Officium Triste / Lapsus Dei – Broken Memories

This split album delivers us some excellent tracks by two entities operating in the melodic death doom sphere active since the last century, Chile’s Lapsus Dei and the Dutch Officium Triste. And it is now needless to remark how preponderant the Chilean scene is in the doom sphere in South America, and the band led by Rodrigo Poblete is one of the longest-lived in that sphere, although its output in some 20 years of activity is limited to three full lengths, as well as a few releases of lesser length. Certainly the whirlwind of musicians who have come and gone over the years to accompany the leader has not been conducive to stability and thus greater productivity, the fact remains that the three tracks that are presented on this split album show us an inspired band capable of delivering the genre in its best guise.
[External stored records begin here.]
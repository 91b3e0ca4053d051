pub mod catalog;
pub mod cli;
pub mod config;
pub mod observability;
pub mod planner;
pub mod report;

pub use planner::{WeekOutput, plan_week};
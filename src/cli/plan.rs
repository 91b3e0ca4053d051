use anyhow::Result;
use clap::ValueEnum;

use crate::catalog::load_catalog;
use crate::report::{render_nutrition, render_plan, render_shopping_list};

#[derive(Clone, Copy, Debug, Default, PartialEq, Eq, ValueEnum)]
pub enum OutputFormat {
    #[default]
    Text,
    Json,
}

pub fn plan(config: crate::config::Config, seed: Option<u64>, format: OutputFormat) -> Result<()> {
    let catalog = load_catalog(&config.catalog.path)?;
    let output = crate::plan_week(&config, &catalog, &mut super::rng(seed))?;

    match format {
        OutputFormat::Json => println!("{}", serde_json::to_string_pretty(&output)?),
        OutputFormat::Text => {
            println!("{}", render_plan(&output.plan, &catalog));
            println!("{}", render_nutrition(&output.nutrition));
            print!("{}", render_shopping_list(&output.shopping_list));
        }
    }

    Ok(())
}
use config::{Config as ConfigBuilder, ConfigError, Environment, File};
use mealweek_mealplan::CookOnceOptions;
use mealweek_shared::household::HouseholdConfig;
use serde::Deserialize;
use std::env;
use std::path::PathBuf;

#[derive(Debug, Deserialize, Clone, Default)]
pub struct Config {
    #[serde(default)]
    pub household: HouseholdConfig,
    #[serde(default)]
    pub shopping: ShoppingConfig,
    #[serde(default)]
    pub cook_once: CookOnceConfig,
    pub catalog: CatalogConfig,
    #[serde(default)]
    pub observability: ObservabilityConfig,
}

#[derive(Debug, Deserialize, Clone)]
pub struct ShoppingConfig {
    /// Whole words removed from the shopping list, case-insensitive.
    #[serde(default = "default_excluded_items")]
    pub excluded_items: Vec<String>,
}

impl Default for ShoppingConfig {
    fn default() -> Self {
        Self {
            excluded_items: default_excluded_items(),
        }
    }
}

fn default_excluded_items() -> Vec<String> {
    vec!["water".to_string(), "salt".to_string(), "ice".to_string()]
}

#[derive(Debug, Deserialize, Clone)]
pub struct CookOnceConfig {
    #[serde(default)]
    pub enabled: bool,
    #[serde(default = "default_adult_portions")]
    pub adult_portions: f64,
    #[serde(default = "default_max_derived")]
    pub max_derived: usize,
}

impl Default for CookOnceConfig {
    fn default() -> Self {
        Self {
            enabled: false,
            adult_portions: default_adult_portions(),
            max_derived: default_max_derived(),
        }
    }
}

impl CookOnceConfig {
    pub fn options(&self) -> CookOnceOptions {
        CookOnceOptions {
            adult_portions: self.adult_portions,
            max_derived: self.max_derived,
        }
    }
}

fn default_adult_portions() -> f64 {
    CookOnceOptions::default().adult_portions
}

fn default_max_derived() -> usize {
    CookOnceOptions::default().max_derived
}

#[derive(Debug, Deserialize, Clone)]
pub struct CatalogConfig {
    pub path: PathBuf,
}

impl Default for CatalogConfig {
    fn default() -> Self {
        Self {
            path: PathBuf::from(DEFAULT_CATALOG_PATH),
        }
    }
}

const DEFAULT_CATALOG_PATH: &str = "data/recipes.json";

#[derive(Debug, Deserialize, Clone)]
pub struct ObservabilityConfig {
    #[serde(default = "default_log_level")]
    pub log_level: String,
}

impl Default for ObservabilityConfig {
    fn default() -> Self {
        Self {
            log_level: default_log_level(),
        }
    }
}

fn default_log_level() -> String {
    "info".to_string()
}

impl Config {
    /// Load configuration from file and environment variables
    ///
    /// Priority (highest to lowest):
    /// 1. Environment variables (MEALWEEK__HOUSEHOLD__PORTION_MULTIPLIER, etc.)
    /// 2. Config file specified by path
    /// 3. Hardcoded defaults
    pub fn load(config_path: Option<String>) -> Result<Self, ConfigError> {
        let mut builder = ConfigBuilder::builder();

        builder = builder
            .set_default("catalog.path", DEFAULT_CATALOG_PATH)?
            .set_default("observability.log_level", default_log_level())?;

        let config_file_path = config_path
            .or_else(|| env::var("CONFIG_PATH").ok())
            .unwrap_or_else(|| "config/default.toml".to_string());

        // Optional: missing file means defaults only
        if std::path::Path::new(&config_file_path).exists() {
            builder = builder.add_source(File::with_name(&config_file_path));
        }

        builder = builder.add_source(
            Environment::with_prefix("MEALWEEK")
                .separator("__")
                .try_parsing(true),
        );

        builder.build()?.try_deserialize()
    }

    /// Validate configuration
    pub fn validate(&self) -> Result<(), String> {
        self.household.validate().map_err(|e| e.to_string())?;

        if !self.cook_once.adult_portions.is_finite() || self.cook_once.adult_portions <= 0.0 {
            return Err("Cook-once adult_portions must be positive".to_string());
        }
        if self.catalog.path.as_os_str().is_empty() {
            return Err("Catalog path must not be empty".to_string());
        }
        Ok(())
    }
}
The melodic afflatus that pervades a track like Human harkens back to the best Swallow The Sun, although Lapsus Dei‘s greater seniority of service banishes any suspicion of excessive derivativeness, and the same goes for the even more romantic Sleepless. More nervous at times is The Feeling Remains, although it is softened not a little by the use of clean vocals. Officium Triste certainly need no introduction, although their last work Mors Viri dates back to 2013. During this period vocalist Pim Blankenstein has certainly not been idle, collaborating on several occasions with Daniel Neagoe’s Clouds, and probably this may have induced him to exhibit the persuasive and melodic vocal approach of The Weight of the World, a cover of an Editors song also released as a single in 2017 and a decidedly evocative episode, although not so canonical if we take as a reference the genre proposed by the Dutch band. In fact, with the next two tracks, Crossroads of Souls and Pathway (of Broken Glass), recorded live (although it would not seem so) in Malta in 2014, we return to Pim’s fierce growl and to a sound that bears well the mark of Officium Triste, as always capable of lending drama and melancholy to their sound at such junctures. While waiting for the next and desirable full lengths from these two remarkable realities of melodic death doom, this split album is definitely a must-have for those who love not only the genre but also this particular format.